-- Description of the task --
Look over the entries that follow. Report how many lines contain "NotBound", with nothing else.

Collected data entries
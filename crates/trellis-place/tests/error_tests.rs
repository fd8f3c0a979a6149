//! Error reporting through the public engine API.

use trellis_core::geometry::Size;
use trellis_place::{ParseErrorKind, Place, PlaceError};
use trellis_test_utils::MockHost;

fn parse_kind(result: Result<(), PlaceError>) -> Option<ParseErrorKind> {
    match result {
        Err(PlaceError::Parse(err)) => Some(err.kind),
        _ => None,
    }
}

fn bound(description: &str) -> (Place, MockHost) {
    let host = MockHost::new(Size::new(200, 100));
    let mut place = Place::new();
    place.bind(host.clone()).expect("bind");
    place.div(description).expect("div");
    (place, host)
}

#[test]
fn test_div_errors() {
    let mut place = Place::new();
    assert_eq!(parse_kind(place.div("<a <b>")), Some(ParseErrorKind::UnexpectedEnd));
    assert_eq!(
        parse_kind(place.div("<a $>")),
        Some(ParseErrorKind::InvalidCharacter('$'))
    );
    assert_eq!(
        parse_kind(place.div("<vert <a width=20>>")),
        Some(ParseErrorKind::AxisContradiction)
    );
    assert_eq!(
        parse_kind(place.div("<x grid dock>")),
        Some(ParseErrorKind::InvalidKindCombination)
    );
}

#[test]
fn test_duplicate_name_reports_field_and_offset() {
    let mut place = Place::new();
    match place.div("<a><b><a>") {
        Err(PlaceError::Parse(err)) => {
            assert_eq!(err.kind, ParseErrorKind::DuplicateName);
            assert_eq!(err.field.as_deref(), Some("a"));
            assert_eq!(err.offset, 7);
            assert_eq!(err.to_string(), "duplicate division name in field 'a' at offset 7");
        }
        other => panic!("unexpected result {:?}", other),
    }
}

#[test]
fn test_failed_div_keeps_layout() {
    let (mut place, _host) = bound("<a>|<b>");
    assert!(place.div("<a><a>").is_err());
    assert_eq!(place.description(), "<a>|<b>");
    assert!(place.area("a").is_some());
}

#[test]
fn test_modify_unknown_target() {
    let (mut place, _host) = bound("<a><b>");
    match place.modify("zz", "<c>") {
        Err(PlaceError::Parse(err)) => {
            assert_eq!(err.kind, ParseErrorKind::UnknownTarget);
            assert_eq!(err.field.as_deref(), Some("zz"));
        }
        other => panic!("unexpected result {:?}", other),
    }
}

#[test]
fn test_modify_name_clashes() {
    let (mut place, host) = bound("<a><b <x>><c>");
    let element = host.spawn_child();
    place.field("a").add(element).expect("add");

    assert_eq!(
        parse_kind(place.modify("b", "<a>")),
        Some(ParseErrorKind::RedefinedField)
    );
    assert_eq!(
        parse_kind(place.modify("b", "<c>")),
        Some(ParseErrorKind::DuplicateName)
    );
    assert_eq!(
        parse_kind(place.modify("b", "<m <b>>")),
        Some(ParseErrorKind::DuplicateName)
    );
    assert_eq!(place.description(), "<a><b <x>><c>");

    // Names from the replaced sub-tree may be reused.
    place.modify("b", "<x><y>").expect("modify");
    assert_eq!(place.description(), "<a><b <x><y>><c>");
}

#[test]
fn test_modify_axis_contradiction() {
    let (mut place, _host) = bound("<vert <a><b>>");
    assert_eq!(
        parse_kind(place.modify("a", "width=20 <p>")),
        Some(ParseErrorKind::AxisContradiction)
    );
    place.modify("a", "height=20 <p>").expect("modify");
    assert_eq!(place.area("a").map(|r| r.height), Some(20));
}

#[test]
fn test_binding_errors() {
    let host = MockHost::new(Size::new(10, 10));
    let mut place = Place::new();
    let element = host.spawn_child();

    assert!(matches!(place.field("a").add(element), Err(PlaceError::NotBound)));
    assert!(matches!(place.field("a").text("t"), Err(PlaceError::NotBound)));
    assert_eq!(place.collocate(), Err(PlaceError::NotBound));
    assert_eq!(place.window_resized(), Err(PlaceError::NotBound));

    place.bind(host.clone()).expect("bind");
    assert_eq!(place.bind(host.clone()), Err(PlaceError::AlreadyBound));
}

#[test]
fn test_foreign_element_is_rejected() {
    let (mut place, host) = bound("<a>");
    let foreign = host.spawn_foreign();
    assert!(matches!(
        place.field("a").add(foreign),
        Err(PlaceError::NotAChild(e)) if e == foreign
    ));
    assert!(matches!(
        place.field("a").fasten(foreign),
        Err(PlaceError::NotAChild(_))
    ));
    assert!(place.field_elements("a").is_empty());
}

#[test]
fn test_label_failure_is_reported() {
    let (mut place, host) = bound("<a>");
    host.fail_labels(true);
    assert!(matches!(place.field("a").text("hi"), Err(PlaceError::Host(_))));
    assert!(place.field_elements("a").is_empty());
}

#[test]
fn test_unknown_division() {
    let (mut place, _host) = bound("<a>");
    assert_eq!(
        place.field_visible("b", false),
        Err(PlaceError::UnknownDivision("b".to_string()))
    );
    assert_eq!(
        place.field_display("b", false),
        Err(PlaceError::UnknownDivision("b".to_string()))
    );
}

-- Task result --
4